Il n'avait que soixante ans lorsqu'il est passé à l'Orient Eternel, le 4 février 1953, mais trente-quatre ans de sa vie avaient été consa­crés à la Franc-Maçonnerie.

Le Profane

Légion d'Honneur, Croix de Guerre, Médaille de la Résistance, témoignent d'une vie profane faite de dévouement et d'honneur.

Son verbe sec, dépouillé, souvent marqué d'ironie, voire de causticité, cachait à peine un cœur aimant et dévoué. Venu à vingt- quatre ans à la Franc-Maçonnerie à laquelle il consacra l'essentiel de sa vie, il est bien difficile de dissocier sa vie profane de sa vie de Franc-Maçon tant il appliquait au-delà du Temple les qualités morales et fraternelles qu'il prêchait à l'intérieur.

Les postes qu'il occupa dans l'Administration et dans les Assurances — il fut, avant 1940, Directeur administratif de la Recherche Scientifique des Inventions, puis Président Directeur Général de la Compagnie d'Assurances « L'Urbaine-Capitalisation » après la Libération — cachent le talent d'Homme de Lettres, d'es­sayiste, de poète, d'écrivain, que fut Michel Dumesnil de Gramont.

Sa connaissance parlée et écrite de la langue russe, son savoir en matière de tradition slave, alliés à un style de plume alerte et à une maîtrise parfaite du vocabulaire et de la syntaxe lui permirent de traduire en langue française une vingtaine d'ouvrages de grands écrivains modernes russes comme Maxime Gorki, Alexis Tolstoï, Ivan Bounine, Merejkowsky... Le choix des oeuvres traduites montre clairement les trois grands problèmes qui étaient à la base de ses préoccupations littéraires et philosophiques.
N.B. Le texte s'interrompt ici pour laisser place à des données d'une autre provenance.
// Copyright 2020-2021 IOTA Stiftung
// SPDX-License-Identifier: Apache-2.0

//! A tiny DER writer sufficient to emit SubjectPublicKeyInfo / PKCS#1 /
//! PKCS#8 structures for PEM export.

#[derive(Default)]
pub struct Writer {
  buf: Vec<u8>,
}

impl Writer {
  pub fn new() -> Self {
    Self::default()
  }

  pub fn into_bytes(self) -> Vec<u8> {
    self.buf
  }

  /// Appends an INTEGER, prefixing a `0x00` byte if the high bit of the
  /// first content byte would otherwise be mistaken for a sign bit.
  pub fn write_uint(&mut self, value: &[u8]) -> &mut Self {
    let mut content: Vec<u8> = value.to_vec();
    while content.len() > 1 && content[0] == 0 && content[1] & 0x80 == 0 {
      content.remove(0);
    }
    if content.is_empty() {
      content.push(0);
    }
    if content[0] & 0x80 != 0 {
      content.insert(0, 0);
    }
    self.write_tlv(0x02, &content)
  }

  pub fn write_null(&mut self) -> &mut Self {
    self.write_tlv(0x05, &[])
  }

  pub fn write_octet_string(&mut self, value: &[u8]) -> &mut Self {
    self.write_tlv(0x04, value)
  }

  pub fn write_bit_string(&mut self, value: &[u8]) -> &mut Self {
    let mut content: Vec<u8> = Vec::with_capacity(value.len() + 1);
    content.push(0); // zero unused bits
    content.extend_from_slice(value);
    self.write_tlv(0x03, &content)
  }

  pub fn write_oid(&mut self, der_oid: &[u8]) -> &mut Self {
    self.write_tlv(0x06, der_oid)
  }

  pub fn write_sequence(&mut self, build: impl FnOnce(&mut Writer)) -> &mut Self {
    let mut inner: Writer = Writer::new();
    build(&mut inner);
    self.write_tlv(0x30, &inner.buf)
  }

  pub fn write_context(&mut self, tag: u8, build: impl FnOnce(&mut Writer)) -> &mut Self {
    let mut inner: Writer = Writer::new();
    build(&mut inner);
    self.write_tlv(0xA0 | (tag & 0x1F), &inner.buf)
  }

  fn write_tlv(&mut self, tag: u8, content: &[u8]) -> &mut Self {
    self.buf.push(tag);
    self.write_length(content.len());
    self.buf.extend_from_slice(content);
    self
  }

  fn write_length(&mut self, len: usize) {
    if len < 0x80 {
      self.buf.push(len as u8);
      return;
    }
    let bytes: Vec<u8> = len
      .to_be_bytes()
      .into_iter()
      .skip_while(|&b| b == 0)
      .collect::<Vec<_>>();
    self.buf.push(0x80 | bytes.len() as u8);
    self.buf.extend_from_slice(&bytes);
  }
}

#[cfg(test)]
mod tests {
  use super::super::reader::Reader;
  use super::*;

  #[test]
  fn uint_roundtrips_through_reader() {
    let mut writer: Writer = Writer::new();
    writer.write_uint(&[0x80, 0x01]);
    let encoded: Vec<u8> = writer.into_bytes();

    let node: Reader = Reader::parse(&encoded).unwrap();
    assert_eq!(node.value_as_uint_octets().unwrap(), &[0x80, 0x01]);
  }

  #[test]
  fn sequence_roundtrips() {
    let mut writer: Writer = Writer::new();
    writer.write_sequence(|seq| {
      seq.write_uint(&[0x01]);
      seq.write_null();
    });
    let encoded: Vec<u8> = writer.into_bytes();

    let node: Reader = Reader::parse(&encoded).unwrap();
    assert_eq!(node.len(), 2);
  }
}
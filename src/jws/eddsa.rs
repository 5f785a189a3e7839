// Copyright 2020-2021 IOTA Stiftung
// SPDX-License-Identifier: Apache-2.0

//! EdDSA (RFC 8037 §3.1): Ed25519 signatures over an OKP JWK.

use ed25519_dalek::Signer;
use ed25519_dalek::Verifier;

use crate::error::Error;
use crate::error::Result;
use crate::jwk::EcxCurve;
use crate::jwk::Jwk;
use crate::jwu;

pub fn sign(msg: &[u8], jwk: &Jwk) -> Result<Vec<u8>> {
  if jwk.try_ecx_curve()? != EcxCurve::Ed25519 {
    return Err(Error::InvalidKey("EdDSA requires an Ed25519 OKP JWK".into()));
  }
  let params = jwk.try_okp_params()?;
  let d = params.d.as_deref().ok_or_else(|| Error::InvalidKey("EdDSA signing requires a private key".into()))?;
  let seed: Vec<u8> = jwu::decode_b64(d)?;
  let seed: [u8; 32] = seed.try_into().map_err(|_| Error::InvalidKey("Ed25519 private key must be 32 bytes".into()))?;

  let signing_key = ed25519_dalek::SigningKey::from_bytes(&seed);
  Ok(signing_key.sign(msg).to_bytes().to_vec())
}

pub fn verify(msg: &[u8], sig: &[u8], jwk: &Jwk) -> Result<bool> {
  if jwk.try_ecx_curve()? != EcxCurve::Ed25519 {
    return Err(Error::InvalidKey("EdDSA requires an Ed25519 OKP JWK".into()));
  }
  let params = jwk.try_okp_params()?;
  let x: Vec<u8> = jwu::decode_b64(&params.x)?;
  let x: [u8; 32] = match x.try_into() {
    Ok(x) => x,
    Err(_) => return Ok(false),
  };

  let verifying_key = match ed25519_dalek::VerifyingKey::from_bytes(&x) {
    Ok(key) => key,
    Err(_) => return Ok(false),
  };
  let signature = match ed25519_dalek::Signature::from_slice(sig) {
    Ok(sig) => sig,
    Err(_) => return Ok(false),
  };

  Ok(verifying_key.verify(msg, &signature).is_ok())
}
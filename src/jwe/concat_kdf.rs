// Copyright 2020-2021 IOTA Stiftung
// SPDX-License-Identifier: Apache-2.0

//! The single-hash Concat KDF (NIST SP 800-56A §5.8.1), as RFC 7518 §4.6
//! uses it to derive ECDH-ES key material.

use sha2::Digest;
use sha2::Sha256;

use crate::jwu;

/// Derives `keydatalen_bits / 8` bytes from agreement output `z`.
///
/// `input = 0x00000001 || z || len32(alg) || alg || len32(apu) || apu ||
/// len32(apv) || apv || len32(keydatalen_bits)`, output is the leading
/// `keydatalen_bits / 8` bytes of SHA-256(input) — one round suffices
/// because every `enc`/wrap-key size this crate supports is ≤ 256 bits.
pub fn derive(z: &[u8], alg: &str, apu: &[u8], apv: &[u8], keydatalen_bits: u32) -> Vec<u8> {
  let mut input: Vec<u8> = Vec::new();
  input.extend_from_slice(&jwu::pack_be_u32(1));
  input.extend_from_slice(z);
  input.extend_from_slice(&jwu::pack_be_u32(alg.len() as u32));
  input.extend_from_slice(alg.as_bytes());
  input.extend_from_slice(&jwu::pack_be_u32(apu.len() as u32));
  input.extend_from_slice(apu);
  input.extend_from_slice(&jwu::pack_be_u32(apv.len() as u32));
  input.extend_from_slice(apv);
  input.extend_from_slice(&jwu::pack_be_u32(keydatalen_bits));

  let digest = Sha256::digest(&input);
  digest[..(keydatalen_bits as usize) / 8].to_vec()
}

#[cfg(test)]
mod tests {
  use super::*;

  // RFC 7518 Appendix C.
  #[test]
  fn rfc7518_appendix_c() {
    let z: Vec<u8> = vec![
      158, 86, 217, 29, 129, 113, 53, 211, 114, 131, 66, 131, 191, 132, 38, 156, 251, 49, 110, 163, 218, 128, 106,
      72, 246, 218, 167, 121, 140, 254, 144, 196,
    ];
    let apu = b"Alice";
    let apv = b"Bob";
    let derived = derive(&z, "A128GCM", apu, apv, 128);
    let expected: Vec<u8> = vec![
      86, 170, 141, 234, 248, 35, 109, 32, 92, 34, 40, 205, 113, 167, 16, 26,
    ];
    assert_eq!(derived, expected);
  }
}
// Copyright 2020-2021 IOTA Stiftung
// SPDX-License-Identifier: Apache-2.0

//! Error kinds surfaced by the JOSE pipeline.
//!
//! Each primitive raises its narrowest kind; pipeline code must never leak
//! underlying crypto-library error text into [`Error::DecryptionError`] (see
//! the redaction note on that variant) and must preserve the offending claim
//! value on [`Error::TooEarly`]/[`Error::TooLate`].

use thiserror::Error;

/// The result type returned by fallible operations in this crate.
pub type Result<T, E = Error> = core::result::Result<T, E>;

#[derive(Debug, Error)]
#[non_exhaustive]
pub enum Error {
  /// Malformed input: wrong segment count, bad JSON, bad base64, bad claim
  /// types, or decompression failure.
  #[error("token parse error: {0}")]
  TokenParseError(String),

  /// Unknown `crit` value, `zip` other than `DEF`, or an algorithm not
  /// supported by the host.
  #[error("unsupported: {0}")]
  UnsupportedError(String),

  /// `alg` mismatch, invalid signature, or no signing key/kid found.
  #[error("signature verification error: {0}")]
  SignatureVerificationError(String),

  /// Alg mismatch, key agreement failure, wrap/unwrap failure, or AEAD tag
  /// failure. The message is intentionally generic: never forward the
  /// underlying crypto-library text here, to avoid a padding-oracle style
  /// side channel.
  #[error("decryption failed")]
  DecryptionError,

  /// `nbf` validation failed; carries the offending `nbf` value.
  #[error("token not yet valid: nbf={0}")]
  TooEarly(i64),

  /// `exp` validation failed; carries the offending `exp` value.
  #[error("token expired: exp={0}")]
  TooLate(i64),

  /// Malformed JWK/PEM, on-curve failure, or component length mismatch.
  #[error("invalid key: {0}")]
  InvalidKey(String),

  /// No key in the set matched the lookup criteria.
  #[error("key not found")]
  KeyNotFound,

  /// Duplicate add (by thumbprint or `kid`).
  #[error("key already exists in key set")]
  KeyAlreadyExists,

  /// An underlying crypto library surfaced an error we only wrap, not
  /// interpret (e.g. invalid scalar, point decompression failure).
  #[error("system library error: {0}")]
  SystemLibraryError(String),

  /// Caller passed headers/keys in a shape the API itself forbids (e.g.
  /// `alg` missing at encode time). Reserved for programmer errors; the
  /// core never raises this from untrusted input.
  #[error("invalid operation: {0}")]
  InvalidOperation(String),
}

impl From<serde_json::Error> for Error {
  fn from(err: serde_json::Error) -> Self {
    Error::TokenParseError(err.to_string())
  }
}

impl From<base64::DecodeError> for Error {
  fn from(err: base64::DecodeError) -> Self {
    Error::TokenParseError(format!("base64: {err}"))
  }
}
// Copyright 2020-2021 IOTA Stiftung
// SPDX-License-Identifier: Apache-2.0

//! A minimal ASN.1 DER reader/writer — just enough to parse and emit the
//! key structures PEM import/export needs (SubjectPublicKeyInfo, PKCS#1,
//! PKCS#8, RFC 5915 EC private keys). Not a general-purpose ASN.1 library.

mod reader;
mod writer;

pub use reader::Reader;
pub use writer::Writer;

#[derive(Debug, Clone, Copy, PartialEq, Eq)]
pub enum Tag {
  Integer,
  BitString,
  OctetString,
  Null,
  ObjectIdentifier,
  Sequence,
  /// A context-specific, explicitly-tagged constructed value `[n]`.
  ContextSpecific(u8),
}

impl Tag {
  fn from_byte(byte: u8) -> Option<Self> {
    Some(match byte {
      0x02 => Tag::Integer,
      0x03 => Tag::BitString,
      0x04 => Tag::OctetString,
      0x05 => Tag::Null,
      0x06 => Tag::ObjectIdentifier,
      0x30 => Tag::Sequence,
      b if b & 0xA0 == 0xA0 => Tag::ContextSpecific(b & 0x1F),
      _ => return None,
    })
  }
}

/// A well-known object identifier, compared in its DER-encoded (not dotted)
/// byte form.
pub fn oid(dotted: &str) -> Vec<u8> {
  let parts: Vec<u64> = dotted.split('.').map(|p| p.parse().unwrap()).collect();
  let mut out: Vec<u8> = Vec::new();
  out.push((parts[0] * 40 + parts[1]) as u8);
  for &part in &parts[2..] {
    if part == 0 {
      out.push(0);
      continue;
    }
    let mut buf: Vec<u8> = Vec::new();
    let mut value: u64 = part;
    while value > 0 {
      buf.push((value & 0x7F) as u8);
      value >>= 7;
    }
    buf.reverse();
    for (i, byte) in buf.iter().enumerate() {
      out.push(if i + 1 < buf.len() { byte | 0x80 } else { *byte });
    }
  }
  out
}

pub const OID_RSA_ENCRYPTION: &str = "1.2.840.113549.1.1.1";
pub const OID_EC_PUBLIC_KEY: &str = "1.2.840.10045.2.1";
pub const OID_P256: &str = "1.2.840.10045.3.1.7";
pub const OID_P384: &str = "1.3.132.0.34";
pub const OID_P521: &str = "1.3.132.0.35";
pub const OID_SECP256K1: &str = "1.3.132.0.10";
« Les Artamonov, La vie de Klim, Les Souvenirs » de Maxime Gorki évoquent ses pensées et ses méditations sur les problèmes sociaux. « Jésus inconnu », « Michel Ange », « Le roman de Léonard de Vinci », « Sur le Chemin d'Emmaüs », « Les Mystères de l'Orient » illustrent son désir de pénétrer le sens caché des faits historiques. « Le Sacrement de l'Amour », « L'Amour Livre d'Or » et le « Chemin des Tourments », compositions dramatiques tou­chant à la vie sentimentale contemporaine, montrent bien ses préoc­cupations sur le bonheur.
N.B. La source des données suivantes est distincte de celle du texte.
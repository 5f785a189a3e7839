// Copyright 2020-2021 IOTA Stiftung
// SPDX-License-Identifier: Apache-2.0

//! The key-set criteria matcher: mandatory / mandatory-if-present /
//! optional lookup over a JWK's properties.

use serde_json::Value;

use crate::jwk::Jwk;

#[derive(Debug, Clone, Copy, PartialEq, Eq)]
enum Rule {
  Mandatory,
  MandatoryIfPresent,
  Optional,
}

struct Criterion {
  rule: Rule,
  property: String,
  value: Value,
}

fn parse_criteria(criteria: &serde_json::Map<String, Value>) -> Vec<Criterion> {
  criteria
    .iter()
    .map(|(key, value)| {
      let (rule, property) = match key.as_bytes().first() {
        Some(b'@') => (Rule::MandatoryIfPresent, key[1..].to_string()),
        Some(b'~') => (Rule::Optional, key[1..].to_string()),
        _ => (Rule::Mandatory, key.clone()),
      };
      Criterion {
        rule,
        property,
        value: value.clone(),
      }
    })
    .collect()
}

/// Reads a named property off a JWK as a JSON value for criteria matching.
/// Unknown properties resolve to `None` (never matches, never disqualifies
/// a mandatory-if-present/optional criterion).
fn property(jwk: &Jwk, name: &str) -> Option<Value> {
  match name {
    "kty" => Some(Value::String(jwk.kty().to_string())),
    "kid" => jwk.kid().map(|s| Value::String(s.to_string())),
    "use" => jwk
      .use_()
      .and_then(|u| serde_json::to_value(u).ok())
      .and_then(|v| v.as_str().map(|s| Value::String(s.to_string()))),
    "alg" => jwk.alg().map(|s| Value::String(s.to_string())),
    "key_ops" => jwk
      .key_ops()
      .map(|ops| Value::Array(ops.iter().filter_map(|op| serde_json::to_value(op).ok()).collect())),
    "crv" => match jwk.params() {
      crate::jwk::JwkParams::Ec(p) => Some(Value::String(p.crv.clone())),
      crate::jwk::JwkParams::Okp(p) => Some(Value::String(p.crv.clone())),
      _ => None,
    },
    "#size" => jwk.size().ok().map(|bits| Value::Number(bits.into())),
    "#public" => Some(Value::Bool(jwk.is_public())),
    _ => None,
  }
}

/// `true` iff criterion `value` matches key `actual`: scalar-scalar
/// equality, scalar-in-array, array-contains-scalar, or non-empty array
/// intersection.
fn matches(value: &Value, actual: &Value) -> bool {
  match (value, actual) {
    (Value::Array(want), Value::Array(have)) => want.iter().any(|w| have.contains(w)),
    (Value::Array(want), scalar) => want.contains(scalar),
    (scalar, Value::Array(have)) => have.contains(scalar),
    (scalar, actual) => scalar == actual,
  }
}

/// The number of mandatory-if-present + optional criteria a key satisfies —
/// used to rank tied candidates (higher ranks first, ties keep insertion
/// order).
fn rank(jwk: &Jwk, criteria: &[Criterion]) -> usize {
  criteria
    .iter()
    .filter(|c| c.rule != Rule::Mandatory)
    .filter(|c| match property(jwk, &c.property) {
      Some(actual) => matches(&c.value, &actual),
      None => false,
    })
    .count()
}

fn satisfies_mandatory(jwk: &Jwk, criteria: &[Criterion]) -> bool {
  criteria.iter().all(|c| match c.rule {
    Rule::Mandatory => match property(jwk, &c.property) {
      Some(actual) => matches(&c.value, &actual),
      None => false,
    },
    Rule::MandatoryIfPresent => match property(jwk, &c.property) {
      Some(actual) => matches(&c.value, &actual),
      None => true,
    },
    Rule::Optional => true,
  })
}

/// Filters `keys` by the mandatory + mandatory-if-present criteria, then
/// ranks survivors by how many mandatory-if-present/optional criteria they
/// additionally satisfy, descending, preserving insertion order on ties.
pub fn select<'a>(keys: &'a [Jwk], criteria: &serde_json::Map<String, Value>) -> Vec<&'a Jwk> {
  let criteria: Vec<Criterion> = parse_criteria(criteria);

  let mut candidates: Vec<(usize, usize, &Jwk)> = keys
    .iter()
    .enumerate()
    .filter(|(_, jwk)| satisfies_mandatory(jwk, &criteria))
    .map(|(index, jwk)| (rank(jwk, &criteria), index, jwk))
    .collect();

  // Stable sort by rank descending; equal ranks keep insertion (index) order
  // because `sort_by` is stable and we compare only on rank.
  candidates.sort_by(|a, b| b.0.cmp(&a.0));
  candidates.into_iter().map(|(_, _, jwk)| jwk).collect()
}
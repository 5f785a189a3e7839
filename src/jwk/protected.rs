// Copyright 2020-2021 IOTA Stiftung
// SPDX-License-Identifier: Apache-2.0

//! Password-protected JWK import: a JWK or JWK Set document carrying a
//! `ciphertext` member is itself a JWE (`cty: jwk+json` or `jwk-set+json`)
//! whose plaintext is the key material, keyed by a password-derived PBES2
//! wrap key rather than an asymmetric or shared key.

use serde_json::Value;

use crate::error::Error;
use crate::error::Result;
use crate::jwe::Decoder;
use crate::jwk::params::JwkParamsOct;
use crate::jwk::Jwk;
use crate::jwk::JwkSet;
use crate::jwu;
use crate::secret::Secret;

fn password_key(password: &[u8]) -> Jwk {
  Jwk::from_params(JwkParamsOct { k: jwu::encode_b64(password) })
}

fn is_jwe_document(document: &str) -> bool {
  serde_json::from_str::<Value>(document)
    .map(|doc| doc.get("ciphertext").is_some())
    .unwrap_or(false)
}

fn decrypt(document: &str, password: &[u8]) -> Result<Vec<u8>> {
  let key: Jwk = password_key(password);
  Decoder::new(Secret::Jwk(&key)).decode(document.as_bytes()).map(|token| token.claims)
}

/// Imports a single JWK from `document`. If `document` carries a
/// `ciphertext` member it is decrypted first using `password` (the
/// default registry for this path is PBES2-HS256+A128KW); otherwise
/// `document` is the plain JWK JSON itself.
pub fn import(document: &str, password: Option<&[u8]>) -> Result<Jwk> {
  if is_jwe_document(document) {
    let password: &[u8] = password.ok_or_else(|| Error::InvalidOperation("password-protected JWK requires a password".into()))?;
    let plaintext: Vec<u8> = decrypt(document, password)?;
    return serde_json::from_slice(&plaintext).map_err(Error::from);
  }
  serde_json::from_str(document).map_err(Error::from)
}

/// As [`import`], for a `{"keys": [...]}` JWK Set document.
pub fn import_set(document: &str, password: Option<&[u8]>) -> Result<JwkSet> {
  let keys_json: Vec<u8> = if is_jwe_document(document) {
    let password: &[u8] = password.ok_or_else(|| Error::InvalidOperation("password-protected JWK Set requires a password".into()))?;
    decrypt(document, password)?
  } else {
    document.as_bytes().to_vec()
  };

  let doc: Value = serde_json::from_slice(&keys_json)?;
  let keys: &Vec<Value> = doc
    .get("keys")
    .and_then(Value::as_array)
    .ok_or_else(|| Error::TokenParseError("JWK Set document is missing 'keys'".into()))?;

  let parsed: Vec<Jwk> = keys
    .iter()
    .cloned()
    .map(serde_json::from_value)
    .collect::<serde_json::Result<Vec<Jwk>>>()?;
  Ok(JwkSet::from_iter(parsed))
}

#[cfg(test)]
mod tests {
  use super::*;
  use crate::jwe::Encoder;
  use crate::jwe::JweAlgorithm;
  use crate::jwe::JweEncryption;
  use crate::jwe::JweFormat;

  #[test]
  fn password_protected_jwk_round_trips() {
    let password = b"correct horse battery staple";
    let inner: Jwk = Jwk::from_params(JwkParamsOct {
      k: jwu::encode_b64("sekrit signing material"),
    });
    let plaintext: Vec<u8> = serde_json::to_vec(&inner).unwrap();

    let pw_jwk: Jwk = password_key(password);
    let wrapped: String = Encoder::new(JweAlgorithm::Pbes2Hs256A128Kw, JweEncryption::A128Gcm)
      .format(JweFormat::JsonFlattened)
      .recipient(&pw_jwk)
      .encode(&plaintext)
      .unwrap();

    let recovered: Jwk = import(&wrapped, Some(password)).unwrap();
    assert_eq!(recovered.try_oct_params().unwrap().k, inner.try_oct_params().unwrap().k);
  }

  #[test]
  fn wrong_password_is_rejected() {
    let inner: Jwk = Jwk::from_params(JwkParamsOct {
      k: jwu::encode_b64("sekrit signing material"),
    });
    let plaintext: Vec<u8> = serde_json::to_vec(&inner).unwrap();

    let pw_jwk: Jwk = password_key(b"right password");
    let wrapped: String = Encoder::new(JweAlgorithm::Pbes2Hs256A128Kw, JweEncryption::A128Gcm)
      .format(JweFormat::JsonFlattened)
      .recipient(&pw_jwk)
      .encode(&plaintext)
      .unwrap();

    assert!(import(&wrapped, Some(b"wrong password")).is_err());
  }

  #[test]
  fn import_without_ciphertext_parses_directly() {
    let jwk: Jwk = Jwk::from_params(JwkParamsOct {
      k: jwu::encode_b64("plain secret"),
    });
    let json: String = serde_json::to_string(&jwk).unwrap();
    let recovered: Jwk = import(&json, None).unwrap();
    assert_eq!(recovered.try_oct_params().unwrap().k, jwk.try_oct_params().unwrap().k);
  }

  #[test]
  fn import_set_round_trips_through_password_protection() {
    let password = b"a different password";
    let key_a: Jwk = Jwk::from_params(JwkParamsOct { k: jwu::encode_b64("key a material") });
    let key_b: Jwk = Jwk::from_params(JwkParamsOct { k: jwu::encode_b64("key b material") });
    let plaintext: Vec<u8> = serde_json::to_vec(&serde_json::json!({ "keys": [key_a, key_b] })).unwrap();

    let pw_jwk: Jwk = password_key(password);
    let wrapped: String = Encoder::new(JweAlgorithm::Pbes2Hs256A128Kw, JweEncryption::A128Gcm)
      .format(JweFormat::JsonFlattened)
      .recipient(&pw_jwk)
      .encode(&plaintext)
      .unwrap();

    let set: JwkSet = import_set(&wrapped, Some(password)).unwrap();
    assert_eq!(set.len(), 2);
  }
}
Mais, on doit aussi à Michel Dumesnil de Gramont plusieurs production en langue française et notamment une « Histoire de la littérature allemande » et une « Histoire de la littérature russe », De Luther à Wagner », un essai de psychologie ethnique et « Le Prophète rouge », un essai sur Marx et le marxisme, ces deux ouvrages ayant été écrits en collaboration avec Klugman. Avec Antonio Coen — autre passé Grand Maître de la Grande Loge de France — il écrivit à l'intention du monde profane une très belle étude sur « La Franc-Maçonnerie Ecossaise ».

Son grand-père, le poète Ferdinand de Gramont, auteur des « Sextines » lui légua son art de la versification, ce qui incita Michel Dumesnil de Gramont à publier des poèmes dont « Cendres des Jours » où il invite à la méditation :

« ... Car devant la même heure ou la même journée, Ne passe pas deux fois la route d'un mortel,
mais
Le sort est équitable et juste est sa balance Lorsque dans les plateaux
Du deuil et du plaisir que sa main nous dispense Les deux poids sont égaux... »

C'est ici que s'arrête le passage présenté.